Stored data entries
● ● ●

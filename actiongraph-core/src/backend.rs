//! Backend seams: the knowledge-graph store and the embedder it relies on.

use async_trait::async_trait;
use std::future::Future;
use std::time::Duration;

use crate::episode::Episode;
use crate::error::BackendError;

/// Knowledge-graph store. One instance is shared by every request handler.
#[async_trait]
pub trait GraphBackend: Send + Sync {
    /// Create indices and constraints. Must be safe to call repeatedly.
    async fn build_indices(&self) -> Result<(), BackendError>;

    /// Persist one episode together with its entity-name hints.
    async fn add_episode(&self, episode: &Episode) -> Result<(), BackendError>;

    /// Natural-language search, at most `num_results` hits.
    async fn search(
        &self,
        query: &str,
        num_results: u32,
    ) -> Result<Vec<serde_json::Value>, BackendError>;

    /// Release held resources. Called once at shutdown.
    async fn close(&self) -> Result<(), BackendError> {
        Ok(())
    }

    /// Backend name for logging.
    fn name(&self) -> &str;
}

/// Text embedding provider.
#[async_trait]
pub trait Embedder: Send + Sync {
    async fn embed(&self, text: &str) -> Result<Vec<f32>, BackendError>;

    fn dimensions(&self) -> usize;

    fn name(&self) -> &str;
}

/// Bound a backend call by `limit`, turning an elapsed deadline into
/// `BackendError::Timeout`.
pub async fn with_timeout<T, F>(limit: Duration, fut: F) -> Result<T, BackendError>
where
    F: Future<Output = Result<T, BackendError>>,
{
    match tokio::time::timeout(limit, fut).await {
        Ok(result) => result,
        Err(_) => Err(BackendError::Timeout(limit)),
    }
}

● ● ●

§ **TASK PROMPT**
Please output exactly the lines from the one containing "every request handler." through the end of the records, both included.

§ **EXERCISE SOLUTION**
/// Knowledge-graph store. One instance is shared by every request handler.
#[async_trait]
pub trait GraphBackend: Send + Sync {
    /// Create indices and constraints. Must be safe to call repeatedly.
    async fn build_indices(&self) -> Result<(), BackendError>;

    /// Persist one episode together with its entity-name hints.
    async fn add_episode(&self, episode: &Episode) -> Result<(), BackendError>;

    /// Natural-language search, at most `num_results` hits.
    async fn search(
        &self,
        query: &str,
        num_results: u32,
    ) -> Result<Vec<serde_json::Value>, BackendError>;

    /// Release held resources. Called once at shutdown.
    async fn close(&self) -> Result<(), BackendError> {
        Ok(())
    }

    /// Backend name for logging.
    fn name(&self) -> &str;
}

/// Text embedding provider.
#[async_trait]
pub trait Embedder: Send + Sync {
    async fn embed(&self, text: &str) -> Result<Vec<f32>, BackendError>;

    fn dimensions(&self) -> usize;

    fn name(&self) -> &str;
}

/// Bound a backend call by `limit`, turning an elapsed deadline into
/// `BackendError::Timeout`.
pub async fn with_timeout<T, F>(limit: Duration, fut: F) -> Result<T, BackendError>
where
    F: Future<Output = Result<T, BackendError>>,
{
    match tokio::time::timeout(limit, fut).await {
        Ok(result) => result,
        Err(_) => Err(BackendError::Timeout(limit)),
    }
}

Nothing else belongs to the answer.